> DATA PROVIDED
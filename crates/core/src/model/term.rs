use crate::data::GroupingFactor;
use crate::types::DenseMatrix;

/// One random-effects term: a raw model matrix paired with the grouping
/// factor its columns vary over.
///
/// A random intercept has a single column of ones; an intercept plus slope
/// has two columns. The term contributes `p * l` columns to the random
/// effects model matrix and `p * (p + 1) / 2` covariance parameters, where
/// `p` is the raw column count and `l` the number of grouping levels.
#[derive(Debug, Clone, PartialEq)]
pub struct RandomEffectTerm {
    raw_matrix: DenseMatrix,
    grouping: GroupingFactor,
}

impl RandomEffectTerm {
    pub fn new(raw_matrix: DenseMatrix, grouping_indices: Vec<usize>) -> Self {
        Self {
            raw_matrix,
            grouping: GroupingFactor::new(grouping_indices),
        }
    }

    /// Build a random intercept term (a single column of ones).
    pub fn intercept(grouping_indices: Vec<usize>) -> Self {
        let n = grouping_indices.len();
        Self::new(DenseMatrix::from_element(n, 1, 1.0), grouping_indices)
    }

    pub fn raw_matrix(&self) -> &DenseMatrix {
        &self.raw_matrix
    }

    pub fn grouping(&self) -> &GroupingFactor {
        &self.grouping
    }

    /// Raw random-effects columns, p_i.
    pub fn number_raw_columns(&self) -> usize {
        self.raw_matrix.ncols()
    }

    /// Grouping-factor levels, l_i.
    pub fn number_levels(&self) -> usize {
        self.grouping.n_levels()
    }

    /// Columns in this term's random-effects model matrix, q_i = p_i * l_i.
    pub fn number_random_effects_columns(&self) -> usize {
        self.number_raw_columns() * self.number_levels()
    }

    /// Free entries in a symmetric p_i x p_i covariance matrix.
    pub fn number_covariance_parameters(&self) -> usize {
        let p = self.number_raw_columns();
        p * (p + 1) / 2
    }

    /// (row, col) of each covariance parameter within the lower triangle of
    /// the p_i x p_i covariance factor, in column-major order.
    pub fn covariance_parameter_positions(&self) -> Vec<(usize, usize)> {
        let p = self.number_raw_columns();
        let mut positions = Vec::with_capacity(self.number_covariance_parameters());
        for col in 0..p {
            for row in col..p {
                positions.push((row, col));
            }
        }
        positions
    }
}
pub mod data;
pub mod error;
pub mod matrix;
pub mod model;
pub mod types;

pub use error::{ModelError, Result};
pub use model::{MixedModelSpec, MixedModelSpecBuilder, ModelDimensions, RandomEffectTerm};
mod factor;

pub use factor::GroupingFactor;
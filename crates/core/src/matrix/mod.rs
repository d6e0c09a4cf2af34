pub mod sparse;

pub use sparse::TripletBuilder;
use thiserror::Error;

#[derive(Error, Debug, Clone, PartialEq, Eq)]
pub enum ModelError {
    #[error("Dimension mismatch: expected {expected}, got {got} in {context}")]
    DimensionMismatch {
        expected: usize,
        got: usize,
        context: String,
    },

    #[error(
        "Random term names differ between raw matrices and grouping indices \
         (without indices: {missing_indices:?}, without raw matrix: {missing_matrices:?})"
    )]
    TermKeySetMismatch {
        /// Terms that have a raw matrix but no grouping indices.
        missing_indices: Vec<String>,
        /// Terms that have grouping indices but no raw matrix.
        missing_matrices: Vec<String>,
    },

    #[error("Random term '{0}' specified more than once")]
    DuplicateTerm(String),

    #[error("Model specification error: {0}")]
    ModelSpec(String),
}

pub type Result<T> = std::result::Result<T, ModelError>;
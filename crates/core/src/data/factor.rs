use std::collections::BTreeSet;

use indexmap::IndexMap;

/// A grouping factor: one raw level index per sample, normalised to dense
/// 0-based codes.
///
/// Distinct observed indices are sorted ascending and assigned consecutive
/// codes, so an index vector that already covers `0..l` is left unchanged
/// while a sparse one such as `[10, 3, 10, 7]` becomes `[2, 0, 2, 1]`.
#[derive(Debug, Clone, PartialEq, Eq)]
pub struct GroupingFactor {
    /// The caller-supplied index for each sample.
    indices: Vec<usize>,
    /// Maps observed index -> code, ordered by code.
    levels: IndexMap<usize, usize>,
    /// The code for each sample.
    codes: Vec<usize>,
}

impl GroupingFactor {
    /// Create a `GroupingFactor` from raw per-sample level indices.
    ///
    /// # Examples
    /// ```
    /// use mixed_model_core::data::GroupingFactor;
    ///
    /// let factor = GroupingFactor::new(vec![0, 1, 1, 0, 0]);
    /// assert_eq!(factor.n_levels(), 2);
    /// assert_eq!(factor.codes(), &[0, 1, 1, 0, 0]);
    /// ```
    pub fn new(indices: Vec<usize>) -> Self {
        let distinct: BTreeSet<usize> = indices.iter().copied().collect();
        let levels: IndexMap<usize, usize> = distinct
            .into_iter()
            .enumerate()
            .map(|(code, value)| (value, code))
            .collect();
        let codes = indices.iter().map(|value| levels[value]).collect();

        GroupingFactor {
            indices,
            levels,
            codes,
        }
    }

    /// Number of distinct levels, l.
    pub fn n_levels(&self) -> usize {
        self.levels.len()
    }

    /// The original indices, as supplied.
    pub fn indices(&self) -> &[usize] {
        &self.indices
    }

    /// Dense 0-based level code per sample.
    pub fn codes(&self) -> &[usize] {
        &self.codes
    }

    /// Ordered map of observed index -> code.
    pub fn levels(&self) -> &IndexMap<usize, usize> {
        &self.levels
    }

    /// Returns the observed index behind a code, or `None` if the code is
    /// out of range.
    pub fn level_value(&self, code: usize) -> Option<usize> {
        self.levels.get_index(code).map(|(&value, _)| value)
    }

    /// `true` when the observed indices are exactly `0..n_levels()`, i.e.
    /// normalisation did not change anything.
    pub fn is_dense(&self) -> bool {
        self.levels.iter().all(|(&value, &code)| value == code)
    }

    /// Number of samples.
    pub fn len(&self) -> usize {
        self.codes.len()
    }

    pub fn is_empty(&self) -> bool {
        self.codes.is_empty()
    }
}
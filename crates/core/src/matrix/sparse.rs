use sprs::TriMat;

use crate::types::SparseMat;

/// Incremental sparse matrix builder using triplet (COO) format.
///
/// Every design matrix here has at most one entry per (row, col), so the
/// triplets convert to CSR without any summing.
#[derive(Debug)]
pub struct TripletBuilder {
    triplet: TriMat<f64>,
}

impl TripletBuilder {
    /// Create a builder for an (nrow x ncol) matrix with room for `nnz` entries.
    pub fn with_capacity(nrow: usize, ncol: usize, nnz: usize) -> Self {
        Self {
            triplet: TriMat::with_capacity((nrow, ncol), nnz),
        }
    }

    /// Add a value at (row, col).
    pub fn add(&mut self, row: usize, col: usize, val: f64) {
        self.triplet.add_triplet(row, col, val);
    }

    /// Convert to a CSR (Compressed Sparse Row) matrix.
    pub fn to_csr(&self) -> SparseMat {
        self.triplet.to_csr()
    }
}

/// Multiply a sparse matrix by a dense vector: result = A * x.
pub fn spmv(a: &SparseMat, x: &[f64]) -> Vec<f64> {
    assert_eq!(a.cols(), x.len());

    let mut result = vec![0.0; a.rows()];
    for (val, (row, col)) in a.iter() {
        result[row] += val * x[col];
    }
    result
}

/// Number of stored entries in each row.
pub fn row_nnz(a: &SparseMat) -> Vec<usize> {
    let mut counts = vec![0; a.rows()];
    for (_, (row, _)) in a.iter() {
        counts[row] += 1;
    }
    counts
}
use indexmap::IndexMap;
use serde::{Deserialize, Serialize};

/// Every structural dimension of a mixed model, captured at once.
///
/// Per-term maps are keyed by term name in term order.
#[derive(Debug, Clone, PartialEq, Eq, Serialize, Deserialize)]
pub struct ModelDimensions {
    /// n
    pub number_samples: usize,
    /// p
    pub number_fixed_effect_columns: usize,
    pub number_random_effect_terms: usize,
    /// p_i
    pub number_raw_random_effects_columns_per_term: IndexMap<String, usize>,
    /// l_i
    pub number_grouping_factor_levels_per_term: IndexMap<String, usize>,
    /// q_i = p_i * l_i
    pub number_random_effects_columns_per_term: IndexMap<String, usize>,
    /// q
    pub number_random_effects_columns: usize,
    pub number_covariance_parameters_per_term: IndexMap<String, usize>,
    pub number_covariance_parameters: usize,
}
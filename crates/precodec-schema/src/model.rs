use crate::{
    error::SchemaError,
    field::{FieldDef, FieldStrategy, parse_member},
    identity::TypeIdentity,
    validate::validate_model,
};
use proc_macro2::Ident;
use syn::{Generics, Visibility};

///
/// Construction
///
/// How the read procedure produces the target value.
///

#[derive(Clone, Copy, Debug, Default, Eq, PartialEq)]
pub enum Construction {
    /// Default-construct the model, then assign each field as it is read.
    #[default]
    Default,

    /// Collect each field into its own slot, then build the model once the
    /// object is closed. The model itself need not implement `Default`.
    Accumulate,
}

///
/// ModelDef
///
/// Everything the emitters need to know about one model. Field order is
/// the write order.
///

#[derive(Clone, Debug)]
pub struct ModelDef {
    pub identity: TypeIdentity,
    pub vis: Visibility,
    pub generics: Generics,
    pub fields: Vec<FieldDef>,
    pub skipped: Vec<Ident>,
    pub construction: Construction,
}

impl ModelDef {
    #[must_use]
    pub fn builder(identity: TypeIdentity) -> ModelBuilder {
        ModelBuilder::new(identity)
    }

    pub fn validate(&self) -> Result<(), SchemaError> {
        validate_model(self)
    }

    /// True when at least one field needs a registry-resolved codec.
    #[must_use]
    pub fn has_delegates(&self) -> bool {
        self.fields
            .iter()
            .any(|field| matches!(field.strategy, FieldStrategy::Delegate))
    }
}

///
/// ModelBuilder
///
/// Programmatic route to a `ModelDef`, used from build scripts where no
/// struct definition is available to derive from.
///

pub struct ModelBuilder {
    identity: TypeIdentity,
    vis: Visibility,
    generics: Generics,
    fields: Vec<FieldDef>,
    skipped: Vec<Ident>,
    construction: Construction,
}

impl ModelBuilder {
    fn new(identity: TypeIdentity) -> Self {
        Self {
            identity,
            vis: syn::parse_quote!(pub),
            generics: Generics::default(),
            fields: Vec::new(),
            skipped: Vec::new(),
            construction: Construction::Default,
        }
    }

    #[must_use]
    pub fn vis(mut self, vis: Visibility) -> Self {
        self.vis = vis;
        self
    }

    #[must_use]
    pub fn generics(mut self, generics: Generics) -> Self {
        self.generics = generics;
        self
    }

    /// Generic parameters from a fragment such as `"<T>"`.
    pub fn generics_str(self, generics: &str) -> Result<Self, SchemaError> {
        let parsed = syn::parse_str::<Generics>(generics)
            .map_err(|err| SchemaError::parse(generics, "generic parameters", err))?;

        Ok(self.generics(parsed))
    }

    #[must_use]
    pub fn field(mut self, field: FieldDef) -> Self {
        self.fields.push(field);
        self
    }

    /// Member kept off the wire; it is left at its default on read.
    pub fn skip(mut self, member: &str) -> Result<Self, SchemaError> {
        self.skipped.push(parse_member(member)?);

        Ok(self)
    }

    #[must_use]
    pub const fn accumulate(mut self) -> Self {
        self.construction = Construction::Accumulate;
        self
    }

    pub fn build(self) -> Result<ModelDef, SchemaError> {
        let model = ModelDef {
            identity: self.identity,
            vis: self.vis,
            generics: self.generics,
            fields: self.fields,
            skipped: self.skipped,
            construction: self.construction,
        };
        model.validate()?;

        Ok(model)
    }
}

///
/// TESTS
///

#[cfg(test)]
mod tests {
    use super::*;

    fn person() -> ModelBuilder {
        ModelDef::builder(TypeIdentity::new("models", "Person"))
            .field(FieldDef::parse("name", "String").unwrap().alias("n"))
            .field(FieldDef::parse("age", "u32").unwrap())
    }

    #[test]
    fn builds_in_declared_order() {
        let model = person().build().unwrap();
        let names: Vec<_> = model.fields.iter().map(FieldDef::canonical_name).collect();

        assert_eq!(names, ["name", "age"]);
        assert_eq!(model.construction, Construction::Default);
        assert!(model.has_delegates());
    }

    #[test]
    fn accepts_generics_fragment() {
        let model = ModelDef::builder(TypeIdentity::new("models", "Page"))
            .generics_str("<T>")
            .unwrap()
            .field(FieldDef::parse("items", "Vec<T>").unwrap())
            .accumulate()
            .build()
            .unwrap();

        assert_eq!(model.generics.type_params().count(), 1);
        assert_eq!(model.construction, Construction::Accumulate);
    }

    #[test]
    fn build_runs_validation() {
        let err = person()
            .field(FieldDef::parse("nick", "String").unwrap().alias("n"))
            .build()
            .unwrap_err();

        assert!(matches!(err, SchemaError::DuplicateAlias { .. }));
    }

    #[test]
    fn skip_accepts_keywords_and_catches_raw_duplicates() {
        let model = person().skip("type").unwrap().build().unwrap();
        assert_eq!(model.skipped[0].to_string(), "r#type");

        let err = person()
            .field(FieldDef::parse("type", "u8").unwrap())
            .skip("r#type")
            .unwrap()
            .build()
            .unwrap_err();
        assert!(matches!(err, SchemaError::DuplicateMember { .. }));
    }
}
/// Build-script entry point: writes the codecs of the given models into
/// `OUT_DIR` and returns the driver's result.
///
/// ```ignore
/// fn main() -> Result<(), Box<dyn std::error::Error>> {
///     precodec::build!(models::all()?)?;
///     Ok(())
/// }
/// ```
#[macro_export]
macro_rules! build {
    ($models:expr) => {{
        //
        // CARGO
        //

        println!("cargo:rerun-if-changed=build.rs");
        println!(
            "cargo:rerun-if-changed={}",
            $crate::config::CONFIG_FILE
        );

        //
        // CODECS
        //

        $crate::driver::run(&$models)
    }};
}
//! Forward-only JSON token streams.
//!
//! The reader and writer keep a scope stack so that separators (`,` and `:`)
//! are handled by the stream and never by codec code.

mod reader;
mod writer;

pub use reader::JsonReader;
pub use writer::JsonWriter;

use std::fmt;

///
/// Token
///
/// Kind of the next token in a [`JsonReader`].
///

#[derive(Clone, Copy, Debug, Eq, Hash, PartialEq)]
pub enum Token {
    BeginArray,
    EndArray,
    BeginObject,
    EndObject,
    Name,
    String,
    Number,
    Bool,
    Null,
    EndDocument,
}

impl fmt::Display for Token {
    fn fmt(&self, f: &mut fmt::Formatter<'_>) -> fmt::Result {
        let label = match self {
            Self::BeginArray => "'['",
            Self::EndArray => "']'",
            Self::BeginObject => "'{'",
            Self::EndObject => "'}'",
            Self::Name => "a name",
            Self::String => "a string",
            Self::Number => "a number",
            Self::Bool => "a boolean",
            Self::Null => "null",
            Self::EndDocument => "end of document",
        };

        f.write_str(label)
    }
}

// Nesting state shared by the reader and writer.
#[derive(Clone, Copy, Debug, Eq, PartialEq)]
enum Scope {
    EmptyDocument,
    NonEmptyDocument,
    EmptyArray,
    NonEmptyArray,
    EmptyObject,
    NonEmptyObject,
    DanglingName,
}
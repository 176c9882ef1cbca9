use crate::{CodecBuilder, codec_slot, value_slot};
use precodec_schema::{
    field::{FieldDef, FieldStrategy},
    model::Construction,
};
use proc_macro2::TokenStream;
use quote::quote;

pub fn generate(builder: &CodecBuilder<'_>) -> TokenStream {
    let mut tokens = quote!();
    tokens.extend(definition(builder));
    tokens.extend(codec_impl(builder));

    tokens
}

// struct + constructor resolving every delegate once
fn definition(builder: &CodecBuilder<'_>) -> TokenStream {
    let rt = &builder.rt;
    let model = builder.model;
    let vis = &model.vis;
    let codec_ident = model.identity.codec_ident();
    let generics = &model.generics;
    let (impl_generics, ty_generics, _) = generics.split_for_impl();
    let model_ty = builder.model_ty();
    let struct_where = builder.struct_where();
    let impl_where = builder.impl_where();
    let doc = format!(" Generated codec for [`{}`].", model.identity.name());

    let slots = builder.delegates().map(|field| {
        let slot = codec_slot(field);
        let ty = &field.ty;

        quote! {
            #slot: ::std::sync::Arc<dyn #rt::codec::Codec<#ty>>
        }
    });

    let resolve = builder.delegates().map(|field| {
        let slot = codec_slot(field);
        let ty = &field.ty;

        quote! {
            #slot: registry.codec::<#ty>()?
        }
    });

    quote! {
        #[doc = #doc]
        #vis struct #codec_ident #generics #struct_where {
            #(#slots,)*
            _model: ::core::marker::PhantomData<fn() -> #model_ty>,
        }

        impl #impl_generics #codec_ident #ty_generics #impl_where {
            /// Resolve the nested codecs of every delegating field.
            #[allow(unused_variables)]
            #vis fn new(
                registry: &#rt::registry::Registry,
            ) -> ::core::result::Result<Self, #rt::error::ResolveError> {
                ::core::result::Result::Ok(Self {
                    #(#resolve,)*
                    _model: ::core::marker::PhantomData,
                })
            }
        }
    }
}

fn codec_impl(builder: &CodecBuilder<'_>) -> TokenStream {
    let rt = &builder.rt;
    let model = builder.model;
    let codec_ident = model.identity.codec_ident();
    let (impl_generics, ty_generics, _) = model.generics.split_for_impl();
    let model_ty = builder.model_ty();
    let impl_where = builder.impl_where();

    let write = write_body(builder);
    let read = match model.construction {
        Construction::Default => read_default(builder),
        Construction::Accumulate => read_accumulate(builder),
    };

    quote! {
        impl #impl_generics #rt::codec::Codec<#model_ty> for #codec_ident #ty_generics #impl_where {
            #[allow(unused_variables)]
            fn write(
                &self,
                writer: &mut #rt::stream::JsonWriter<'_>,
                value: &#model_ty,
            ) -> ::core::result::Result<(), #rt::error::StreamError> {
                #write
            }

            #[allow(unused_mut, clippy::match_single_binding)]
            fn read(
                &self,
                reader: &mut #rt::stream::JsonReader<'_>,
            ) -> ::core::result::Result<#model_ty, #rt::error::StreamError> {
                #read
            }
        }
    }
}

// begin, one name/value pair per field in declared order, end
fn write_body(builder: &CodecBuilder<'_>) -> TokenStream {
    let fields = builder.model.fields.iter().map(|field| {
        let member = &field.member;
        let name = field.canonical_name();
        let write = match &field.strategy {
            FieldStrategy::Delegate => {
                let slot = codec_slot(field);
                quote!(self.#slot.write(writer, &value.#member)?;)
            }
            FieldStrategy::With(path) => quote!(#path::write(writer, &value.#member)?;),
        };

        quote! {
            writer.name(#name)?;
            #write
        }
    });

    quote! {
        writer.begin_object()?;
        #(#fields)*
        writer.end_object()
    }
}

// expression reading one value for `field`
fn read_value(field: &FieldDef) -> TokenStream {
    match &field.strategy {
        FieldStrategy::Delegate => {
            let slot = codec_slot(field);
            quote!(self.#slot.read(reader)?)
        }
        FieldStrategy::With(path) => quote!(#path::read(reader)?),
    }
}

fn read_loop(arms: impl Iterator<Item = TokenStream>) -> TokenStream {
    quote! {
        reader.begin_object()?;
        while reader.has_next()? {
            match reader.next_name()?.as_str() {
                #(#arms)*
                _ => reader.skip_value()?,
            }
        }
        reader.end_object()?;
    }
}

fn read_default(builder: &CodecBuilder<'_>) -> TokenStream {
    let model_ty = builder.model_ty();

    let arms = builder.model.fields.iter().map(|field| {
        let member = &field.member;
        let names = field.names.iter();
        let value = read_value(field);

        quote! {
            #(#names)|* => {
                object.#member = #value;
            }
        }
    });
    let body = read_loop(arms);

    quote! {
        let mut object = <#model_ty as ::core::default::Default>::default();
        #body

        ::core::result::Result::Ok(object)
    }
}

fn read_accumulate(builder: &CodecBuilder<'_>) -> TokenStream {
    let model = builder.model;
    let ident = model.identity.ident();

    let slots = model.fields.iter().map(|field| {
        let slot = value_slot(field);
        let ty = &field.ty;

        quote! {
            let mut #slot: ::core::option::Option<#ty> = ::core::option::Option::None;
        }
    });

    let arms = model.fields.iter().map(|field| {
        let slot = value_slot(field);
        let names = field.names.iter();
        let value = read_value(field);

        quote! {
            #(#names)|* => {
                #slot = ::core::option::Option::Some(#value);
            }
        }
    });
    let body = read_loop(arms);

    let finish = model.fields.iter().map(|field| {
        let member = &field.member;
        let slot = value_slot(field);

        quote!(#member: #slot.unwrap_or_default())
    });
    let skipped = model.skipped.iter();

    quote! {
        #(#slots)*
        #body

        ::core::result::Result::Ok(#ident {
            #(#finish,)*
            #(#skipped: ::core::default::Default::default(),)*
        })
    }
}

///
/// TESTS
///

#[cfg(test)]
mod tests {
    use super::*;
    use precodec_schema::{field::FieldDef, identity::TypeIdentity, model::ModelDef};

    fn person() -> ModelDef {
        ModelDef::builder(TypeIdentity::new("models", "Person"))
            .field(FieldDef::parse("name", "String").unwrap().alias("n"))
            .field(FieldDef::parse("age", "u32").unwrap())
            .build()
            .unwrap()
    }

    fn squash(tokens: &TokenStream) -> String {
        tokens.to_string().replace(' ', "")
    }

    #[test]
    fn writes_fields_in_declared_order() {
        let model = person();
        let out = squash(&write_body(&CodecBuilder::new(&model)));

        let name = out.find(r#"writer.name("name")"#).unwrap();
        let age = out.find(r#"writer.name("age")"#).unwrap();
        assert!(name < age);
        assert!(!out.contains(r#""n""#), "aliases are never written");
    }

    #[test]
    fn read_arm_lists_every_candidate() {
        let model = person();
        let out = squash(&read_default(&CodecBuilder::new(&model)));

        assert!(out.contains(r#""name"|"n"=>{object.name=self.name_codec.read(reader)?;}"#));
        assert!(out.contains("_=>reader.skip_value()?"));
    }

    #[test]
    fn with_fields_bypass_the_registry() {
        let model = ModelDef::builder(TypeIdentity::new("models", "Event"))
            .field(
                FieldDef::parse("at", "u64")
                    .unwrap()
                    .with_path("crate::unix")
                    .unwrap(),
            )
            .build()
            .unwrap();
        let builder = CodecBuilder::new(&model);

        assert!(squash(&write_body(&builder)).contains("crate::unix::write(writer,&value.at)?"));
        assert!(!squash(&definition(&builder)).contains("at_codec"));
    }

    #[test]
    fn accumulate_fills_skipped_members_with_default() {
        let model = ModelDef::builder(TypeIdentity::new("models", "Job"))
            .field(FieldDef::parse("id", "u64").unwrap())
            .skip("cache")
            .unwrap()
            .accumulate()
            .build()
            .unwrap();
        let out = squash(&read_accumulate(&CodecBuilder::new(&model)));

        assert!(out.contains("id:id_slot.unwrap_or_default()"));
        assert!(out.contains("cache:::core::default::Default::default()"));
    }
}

> AIM OF THE EXERCISE
What is wanted is every line from the first line of the entries through the line that contains "let n = grouping_indices.len();", given again exactly.

> OUTPUT FOR THIS TASK
filename crates/core/src/model/term.rs
use crate::data::GroupingFactor;
use crate::types::DenseMatrix;

/// One random-effects term: a raw model matrix paired with the grouping
/// factor its columns vary over.
///
/// A random intercept has a single column of ones; an intercept plus slope
/// has two columns. The term contributes `p * l` columns to the random
/// effects model matrix and `p * (p + 1) / 2` covariance parameters, where
/// `p` is the raw column count and `l` the number of grouping levels.
#[derive(Debug, Clone, PartialEq)]
pub struct RandomEffectTerm {
    raw_matrix: DenseMatrix,
    grouping: GroupingFactor,
}

impl RandomEffectTerm {
    pub fn new(raw_matrix: DenseMatrix, grouping_indices: Vec<usize>) -> Self {
        Self {
            raw_matrix,
            grouping: GroupingFactor::new(grouping_indices),
        }
    }

    /// Build a random intercept term (a single column of ones).
    pub fn intercept(grouping_indices: Vec<usize>) -> Self {
        let n = grouping_indices.len();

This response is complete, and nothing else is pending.